I am attempting to use better functionality (loop or vector) to parse down a larger list into 26(maybe 27) smaller lists based on each letter of the alphabet (i.e. the first list contains all entries of the larger list that start with the letter A, the second list with the letter B ... the possible 27th list contains all remaining entries that use either numbers of other characters).

I am then attempting to ID which names on the list are similar by using the adist function (for instance, I need to correct company names that are misspelled. e.g. Companyy A needs to be corrected to Company A).

Code thus far

#creates a vector for all uniqueID/stakeholders whose name starts with "a" or "A"
stakeA <- grep("^[aA].*", uniqueID, value=TRUE)

#creates a distance matrix for all stakeholders whose name starts with "a" or "A"
stakeAdist <- (adist(stakeA), ignore.case=TRUE) 

write.table(stakeAdist, "test.csv", quote=TRUE, sep = ",", row.names=stakeA, col.names=stakeA)

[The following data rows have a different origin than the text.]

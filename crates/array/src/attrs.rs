//! Attribute values carried by arrays and collections.

use std::collections::BTreeMap;
use std::fmt;

use serde::{Deserialize, Serialize};

/// Attribute map, ordered for deterministic output.
pub type Attrs = BTreeMap<String, AttrValue>;

/// A single metadata value.
#[derive(Debug, Clone, PartialEq, Serialize, Deserialize)]
pub enum AttrValue {
    /// Text value.
    Str(String),
    /// Scalar numeric value.
    Num(f64),
    /// Numeric vector value.
    Nums(Vec<f64>),
}

impl AttrValue {
    /// Returns the scalar value, or the first element of a vector.
    pub fn as_f64(&self) -> Option<f64> {
        match self {
            AttrValue::Num(v) => Some(*v),
            AttrValue::Nums(v) => v.first().copied(),
            AttrValue::Str(s) => s.trim().parse().ok(),
        }
    }

    /// Returns the text value.
    pub fn as_str(&self) -> Option<&str> {
        match self {
            AttrValue::Str(s) => Some(s),
            _ => None,
        }
    }
}

impl fmt::Display for AttrValue {
    fn fmt(&self, f: &mut fmt::Formatter<'_>) -> fmt::Result {
        match self {
            AttrValue::Str(s) => f.write_str(s),
            AttrValue::Num(v) => write!(f, "{v}"),
            AttrValue::Nums(v) => {
                let parts: Vec<String> = v.iter().map(|x| x.to_string()).collect();
                write!(f, "[{}]", parts.join(", "))
            }
        }
    }
}

impl From<&str> for AttrValue {
    fn from(s: &str) -> Self {
        AttrValue::Str(s.to_string())
    }
}

impl From<String> for AttrValue {
    fn from(s: String) -> Self {
        AttrValue::Str(s)
    }
}

impl From<f64> for AttrValue {
    fn from(v: f64) -> Self {
        AttrValue::Num(v)
    }
}

impl From<i32> for AttrValue {
    fn from(v: i32) -> Self {
        AttrValue::Num(f64::from(v))
    }
}

impl From<u8> for AttrValue {
    fn from(v: u8) -> Self {
        AttrValue::Num(f64::from(v))
    }
}

impl From<Vec<f64>> for AttrValue {
    fn from(v: Vec<f64>) -> Self {
        AttrValue::Nums(v)
    }
}

#[cfg(test)]
mod tests {
    use super::*;

    #[test]
    fn numeric_views() {
        assert_eq!(AttrValue::Num(-9999.0).as_f64(), Some(-9999.0));
        assert_eq!(AttrValue::Nums(vec![1.0e15, 2.0]).as_f64(), Some(1.0e15));
        assert_eq!(AttrValue::from("1e15").as_f64(), Some(1.0e15));
        assert_eq!(AttrValue::from("K").as_f64(), None);
    }

    #[test]
    fn display() {
        assert_eq!(AttrValue::from("inst3").to_string(), "inst3");
        assert_eq!(AttrValue::Nums(vec![1.0, 2.5]).to_string(), "[1, 2.5]");
    }
}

Explanation I was able to complete the first step of my task using the above code; I have created a list of all the entries that begin with the letter A and then calculated the "distance" between each entry (appears in a matrix).

Ask One

I can copy and paste this code 26 times and move my way through the alphabet, but I figure that is likely a more elegant way to do this, and I would like to learn it!

Ask Two

To "correct" the entries, thus far I have resorted to writing a table and moving to Excel. In Excel I have to insert a row entry to have the matrix properly align (I suppose this is a small flaw in my code). To correct the entries, I use conditional formatting to highlight all instances where adist is between say 1 and 10 and then have to manually go through the highlights and correct the lists.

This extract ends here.